The Justice Department pledged $10.5 million in immediate funds to support law enforcement in Alaska Native communities. The Justice Department says that $6 million are immediately available to help hire and train village public safety officers as well as tribal and village police officers. The department plans to award $4.5 million for 20 officer positions for Alaska Native grantees by the end of July.
Justice Department official Katharine Sullivan says that the funds are part of a longer-term vision.
“We have this sort of immediate response based on the AG’s visit,” Sullivan explained. “We’re going to have a sort of medium-length response to keep things going, and a long-term plan for sustainability. That’s our goal.”

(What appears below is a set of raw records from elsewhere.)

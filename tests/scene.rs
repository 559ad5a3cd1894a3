use std::collections::HashMap;
use std::sync::atomic::{AtomicUsize, Ordering};
use std::sync::{Arc, Mutex};
use std::time::Duration;

use scenevisor::{
    BoxError, EventKind, PropTracker, Scene, SceneConfig, SceneError, SceneState, Subscribe,
    TimeoutKind,
};
use tokio::time::Instant;

const MS: Duration = Duration::from_millis(1);

type Counts = Arc<Mutex<HashMap<String, usize>>>;

fn counting(counts: &Counts) -> impl FnOnce(&str, &u32) -> Result<(), BoxError> + Send + 'static {
    let counts = Arc::clone(counts);
    move |key: &str, _v: &u32| -> Result<(), BoxError> {
        *counts.lock().unwrap().entry(key.to_string()).or_default() += 1;
        Ok(())
    }
}

#[tokio::test]
async fn store_fetch_dispose_round_trip() {
    let scene: Scene<u32> = Scene::start();
    scene.store("k", 1).await.unwrap();
    assert_eq!(scene.fetch("k").await.unwrap(), 1);
    assert_eq!(scene.dispose("k").await.unwrap(), 1);

    let err = scene.fetch("k").await.unwrap_err();
    assert!(err.is_prop_not_found());
    assert!(scene.dispose("k").await.unwrap_err().is_prop_not_found());
    scene.stop().await.unwrap();
}

#[tokio::test]
async fn store_never_overwrites() {
    let scene: Scene<&'static str> = Scene::start();
    scene.store("k", "v1").await.unwrap();

    let err = scene.store("k", "v2").await.unwrap_err();
    assert!(err.is_prop_already_exists());
    assert_eq!(scene.fetch("k").await.unwrap(), "v1");
    scene.stop().await.unwrap();
}

#[tokio::test]
async fn every_cleanup_runs_exactly_once() {
    let counts: Counts = Arc::default();
    let scene: Scene<u32> = Scene::start();
    for i in 0..5 {
        scene
            .store_clean(format!("p{i}"), i, counting(&counts))
            .await
            .unwrap();
    }
    scene.dispose("p1").await.unwrap();
    scene.dispose("p3").await.unwrap();
    assert_eq!(counts.lock().unwrap().len(), 2);

    scene.stop().await.unwrap();
    let counts = counts.lock().unwrap();
    assert_eq!(counts.len(), 5);
    assert!(counts.values().all(|&n| n == 1), "{counts:?}");
}

#[tokio::test]
async fn teardown_finishes_despite_failures() {
    let ran = Arc::new(AtomicUsize::new(0));
    let scene: Scene<u32> = Scene::start();
    for (key, fail) in [("a", true), ("b", false), ("c", true)] {
        let ran = Arc::clone(&ran);
        scene
            .store_clean(key, 0, move |_k: &str, _v: &u32| -> Result<(), BoxError> {
                ran.fetch_add(1, Ordering::SeqCst);
                if fail { Err("disk full".into()) } else { Ok(()) }
            })
            .await
            .unwrap();
    }

    let err = scene.stop().await.unwrap_err();
    assert!(err.is_cleanup_failed());
    assert!(err.to_string().contains("disk full"));
    assert_eq!(ran.load(Ordering::SeqCst), 3);

    // The terminal error never changes afterwards.
    assert!(scene.wait().await.unwrap_err().is_cleanup_failed());
    assert!(scene.stop().await.unwrap_err().is_cleanup_failed());
}

#[tokio::test]
async fn panicking_cleanup_is_reported() {
    let scene: Scene<u32> = Scene::start();
    scene
        .store_clean("p", 0, |_k: &str, _v: &u32| -> Result<(), BoxError> {
            panic!("cleanup exploded")
        })
        .await
        .unwrap();

    let err = scene.dispose("p").await.unwrap_err();
    assert!(err.is_cleanup_failed());
    assert!(err.to_string().contains("cleanup exploded"));
    assert!(scene.fetch("p").await.unwrap_err().is_prop_not_found());
    scene.stop().await.unwrap();
}

#[tokio::test]
async fn dispose_cleanup_failure_only_reaches_that_caller() {
    let scene: Scene<u32> = Scene::start();
    scene
        .store_clean("p", 9, |_k: &str, _v: &u32| -> Result<(), BoxError> {
            Err("nope".into())
        })
        .await
        .unwrap();

    assert!(scene.dispose("p").await.unwrap_err().is_cleanup_failed());
    scene.stop().await.unwrap();
}

#[tokio::test(start_paused = true)]
async fn inactivity_timeout_when_idle() {
    let start = Instant::now();
    let scene: Scene<u32> = Scene::start_limited(50 * MS, Duration::ZERO);

    let err = scene.wait().await.unwrap_err();
    assert_eq!(err.timeout_kind(), Some(TimeoutKind::Inactivity));
    let elapsed = start.elapsed();
    assert!(elapsed >= 50 * MS && elapsed < 100 * MS, "ended after {elapsed:?}");
    assert_eq!(scene.state(), SceneState::Ended);
}

#[tokio::test(start_paused = true)]
async fn activity_keeps_inactivity_timer_away() {
    let scene: Scene<u32> = Scene::start_limited(30 * MS, Duration::ZERO);
    for i in 0..10 {
        tokio::time::sleep(10 * MS).await;
        scene.store(format!("k{i}"), i).await.unwrap();
    }
    assert_eq!(scene.state(), SceneState::Active);
    scene.stop().await.unwrap();
}

#[tokio::test(start_paused = true)]
async fn absolute_timeout_despite_activity() {
    let start = Instant::now();
    let scene: Scene<u32> = Scene::start_limited(Duration::ZERO, 100 * MS);

    let mut i = 0;
    let last = loop {
        let res = if i % 2 == 0 {
            scene.store("k", i).await
        } else {
            scene.dispose("k").await.map(|v| assert_eq!(v, i - 1))
        };
        if let Err(e) = res {
            break e;
        }
        i += 1;
        tokio::time::sleep(10 * MS).await;
    };
    assert!(i >= 10, "only {i} calls before the deadline");
    assert!(last.is_ended() || last.is_timeout(), "{last:?}");

    let err = scene.wait().await.unwrap_err();
    assert_eq!(err.timeout_kind(), Some(TimeoutKind::Absolute));
    let elapsed = start.elapsed();
    assert!(elapsed >= 100 * MS && elapsed < 120 * MS, "ended after {elapsed:?}");
}

#[tokio::test(start_paused = true)]
async fn timeout_still_cleans_up() {
    let counts: Counts = Arc::default();
    let scene: Scene<u32> = Scene::start_limited(20 * MS, Duration::ZERO);
    scene.store_clean("a", 1, counting(&counts)).await.unwrap();
    scene.store_clean("b", 2, counting(&counts)).await.unwrap();

    assert!(scene.wait().await.unwrap_err().is_timeout());
    assert_eq!(counts.lock().unwrap().len(), 2);

    let err = scene.fetch("a").await.unwrap_err();
    assert!(err.is_ended());
}

#[tokio::test]
async fn signal_wakes_every_waiter_once() {
    let scene: Scene<u32> = Scene::start();
    let mut events = scene.subscribe_events();

    let waiters: Vec<_> = (0..2)
        .map(|_| {
            let scene = scene.clone();
            tokio::spawn(async move { scene.wait_signal_limited("go", Duration::ZERO).await })
        })
        .collect();

    let mut registered = 0;
    while registered < 2 {
        if events.recv().await.unwrap().kind == EventKind::WaiterRegistered {
            registered += 1;
        }
    }

    scene.signal("go").await.unwrap();
    for w in waiters {
        w.await.unwrap().unwrap();
    }
    assert!(scene.signal("go").await.unwrap_err().is_no_subscriber());
    scene.stop().await.unwrap();
}

#[tokio::test(start_paused = true)]
async fn bounded_wait_expires() {
    let start = Instant::now();
    let scene: Scene<u32> = Scene::start();

    let err = scene.wait_signal_limited("never", 20 * MS).await.unwrap_err();
    assert!(err.is_waited_too_long());
    let elapsed = start.elapsed();
    assert!(elapsed >= 20 * MS && elapsed < 30 * MS, "expired after {elapsed:?}");

    // The expired waiter does not count as a subscriber.
    assert!(scene.signal("never").await.unwrap_err().is_no_subscriber());
    scene.stop().await.unwrap();
}

#[tokio::test]
async fn operations_fail_after_stop() {
    let scene: Scene<u32> = Scene::start();
    scene.store("k", 1).await.unwrap();
    scene.stop().await.unwrap();

    assert!(scene.store("x", 1).await.unwrap_err().is_ended());
    assert!(scene.fetch("k").await.unwrap_err().is_ended());
    assert!(scene.dispose("k").await.unwrap_err().is_ended());
    assert!(scene.signal("t").await.unwrap_err().is_ended());
    assert!(scene.wait_signal("t").await.unwrap_err().is_ended());
}

#[tokio::test]
async fn abort_is_terminal_for_every_observer() {
    let scene: Scene<u32> = Scene::start();
    scene
        .store_clean("p", 0, |_k: &str, _v: &u32| -> Result<(), BoxError> {
            Err("cleanup failed too".into())
        })
        .await
        .unwrap();

    let observers: Vec<_> = (0..3)
        .map(|_| {
            let scene = scene.clone();
            tokio::spawn(async move { scene.wait().await })
        })
        .collect();

    scene.abort(std::io::Error::other("upstream closed"));
    for o in observers {
        let err = o.await.unwrap().unwrap_err();
        assert!(matches!(err, SceneError::Aborted { .. }), "{err:?}");
        assert!(err.to_string().contains("upstream closed"));
    }

    assert!(scene.store("x", 1).await.unwrap_err().is_ended());
    assert!(matches!(
        scene.stop().await.unwrap_err(),
        SceneError::Aborted { .. }
    ));
}

#[tokio::test]
async fn first_abort_wins() {
    let scene: Scene<u32> = Scene::start();
    let mut events = scene.subscribe_events();
    scene.abort("first");
    scene.abort("second");
    let err = scene.wait().await.unwrap_err();
    assert!(err.to_string().contains("first"), "{err}");

    scene.abort("after the end");
    let mut aborts = Vec::new();
    while let Ok(ev) = events.try_recv() {
        if ev.kind == EventKind::AbortRequested {
            aborts.push(ev.reason.unwrap_or_default());
        }
    }
    assert_eq!(aborts.len(), 1, "{aborts:?}");
    assert!(aborts[0].contains("first"));
}

#[tokio::test(start_paused = true)]
async fn abort_during_timeout_teardown_keeps_timeout() {
    let scene: Scene<u32> = Scene::start_limited(20 * MS, Duration::ZERO);
    let late = scene.clone();
    scene
        .store_clean("p", 1, move |_k: &str, _v: &u32| -> Result<(), BoxError> {
            late.abort("too late");
            Ok(())
        })
        .await
        .unwrap();

    let err = scene.wait().await.unwrap_err();
    assert_eq!(err.timeout_kind(), Some(TimeoutKind::Inactivity), "{err:?}");
}

#[tokio::test(start_paused = true)]
async fn huge_inactivity_timeout_is_accepted() {
    let scene: Scene<u32> = Scene::start_limited(Duration::MAX, Duration::ZERO);
    scene.store("k", 1).await.unwrap();
    assert_eq!(scene.fetch("k").await.unwrap(), 1);
    assert_eq!(scene.state(), SceneState::Active);
    scene.stop().await.unwrap();

    let scene: Scene<u32> = Scene::start_limited(Duration::from_secs(u64::MAX), Duration::MAX);
    scene.store("k", 1).await.unwrap();
    scene.stop().await.unwrap();
}

#[tokio::test(flavor = "multi_thread", worker_threads = 2)]
async fn call_overtaken_by_deadline_gets_timeout() {
    let scene: Scene<u32> = Scene::start_limited(Duration::ZERO, 50 * MS);
    scene
        .store_clean("slow", 1, |_k: &str, _v: &u32| -> Result<(), BoxError> {
            // Keeps the backend busy past the absolute deadline.
            std::thread::sleep(Duration::from_millis(150));
            Ok(())
        })
        .await
        .unwrap();

    let busy = {
        let scene = scene.clone();
        tokio::spawn(async move { scene.dispose("slow").await })
    };
    tokio::time::sleep(20 * MS).await;

    // Enqueued while the backend is still inside the cleanup above.
    let err = scene.fetch("slow").await.unwrap_err();
    assert_eq!(err.timeout_kind(), Some(TimeoutKind::Absolute), "{err:?}");

    assert_eq!(busy.await.unwrap().unwrap(), 1);
    assert!(scene.wait().await.unwrap_err().is_timeout());
}

#[tokio::test(start_paused = true)]
async fn pending_waiter_sees_timeout() {
    let scene: Scene<u32> = Scene::start_limited(50 * MS, Duration::ZERO);
    let unbounded = {
        let scene = scene.clone();
        tokio::spawn(async move { scene.wait_signal("never").await })
    };
    let bounded = scene.wait_signal_limited("later", Duration::from_secs(10)).await;

    assert_eq!(
        bounded.unwrap_err().timeout_kind(),
        Some(TimeoutKind::Inactivity)
    );
    assert!(unbounded.await.unwrap().unwrap_err().is_timeout());
}

#[tokio::test(flavor = "multi_thread", worker_threads = 4)]
async fn racing_stores_have_one_winner() {
    let scene: Scene<usize> = Scene::start();
    let racers: Vec<_> = (0..16)
        .map(|i| {
            let scene = scene.clone();
            tokio::spawn(async move { scene.store("slot", i).await })
        })
        .collect();

    let mut winners = 0;
    for r in racers {
        match r.await.unwrap() {
            Ok(()) => winners += 1,
            Err(e) => assert!(e.is_prop_already_exists(), "{e:?}"),
        }
    }
    assert_eq!(winners, 1);
    scene.stop().await.unwrap();
}

#[tokio::test]
async fn dropping_every_handle_ends_scene() {
    let counts: Counts = Arc::default();
    let scene: Scene<u32> = Scene::start();
    let mut events = scene.subscribe_events();
    scene.store_clean("p", 1, counting(&counts)).await.unwrap();
    drop(scene);

    let mut ended = false;
    while let Ok(ev) = events.recv().await {
        if ev.kind == EventKind::SceneEnded {
            assert_eq!(ev.count, Some(1));
            assert!(ev.reason.is_none());
            ended = true;
        }
    }
    assert!(ended);
    assert_eq!(counts.lock().unwrap().get("p"), Some(&1));
}

#[tokio::test(start_paused = true)]
async fn timeout_events_describe_deadline() {
    let scene: Scene<u32> = Scene::start_limited(40 * MS, Duration::ZERO);
    let mut events = scene.subscribe_events();
    let _ = scene.wait().await;

    let mut hit = None;
    let mut ended = None;
    while let Ok(ev) = events.try_recv() {
        match ev.kind {
            EventKind::TimeoutHit => hit = Some(ev),
            EventKind::SceneEnded => ended = Some(ev),
            _ => {}
        }
    }
    let hit = hit.unwrap();
    assert_eq!(hit.reason.as_deref(), Some("inactivity"));
    assert_eq!(hit.timeout_ms, Some(40));
    assert!(ended.unwrap().reason.unwrap().contains("inactivity"));
}

#[tokio::test(flavor = "multi_thread", worker_threads = 2)]
async fn prop_tracker_follows_props() {
    let tracker = PropTracker::new();
    let scene: Scene<u32> = Scene::builder(SceneConfig::default())
        .with_subscriber(Arc::new(tracker.clone()) as Arc<dyn Subscribe>)
        .build();

    scene.store("a", 1).await.unwrap();
    scene.store("b", 2).await.unwrap();
    scene.dispose("a").await.unwrap();

    let mut seen = Vec::new();
    for _ in 0..200 {
        seen = tracker.snapshot().await;
        if seen == ["b"] {
            break;
        }
        tokio::time::sleep(5 * MS).await;
    }
    assert_eq!(seen, ["b"]);
    scene.stop().await.unwrap();
}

Other federal agencies, like the Federal Bureau of Investigation, will submit plans within 30 days to address Alaska rural justice. In separate funding, Children Advocacy Centers in rural hub towns, like Bethel, as well as in Native American communities in the Lower 48 will receive $14 million in support.
The Department of Justice also laid out additional plans for funding opportunities. DOJ’s Sullivan said that the department wants to put a local public safety official in every rural Alaskan community.
The declaration won praise from the Alaska Federation of Natives and the Association of Village Council Presidents. AVCP CEO Vivian Korthuis called the plan “unprecedented.”
“We’ve been busy organizing a Public Safety Facility Assessment, Public Safety Summit, Statewide VPSO Strategic Plan, and creating a Public Safety Task Force. All of these efforts allowed us to lead with solutions, solutions designed to fit our unique needs,” Korthuis said in a statement.
Barr visited Napaskiak on his Alaska trip, and Napaskiak Tribal Administrator Sharon Williams is celebrating the news.
“I’m very happy. I was close to tears this morning when I heard. Now the waiting game begins,” Williams said.
The declaration exceeded her expectations. The community had asked Barr to declare an emergency because of the lack of public safety and high rates of alcohol-related deaths.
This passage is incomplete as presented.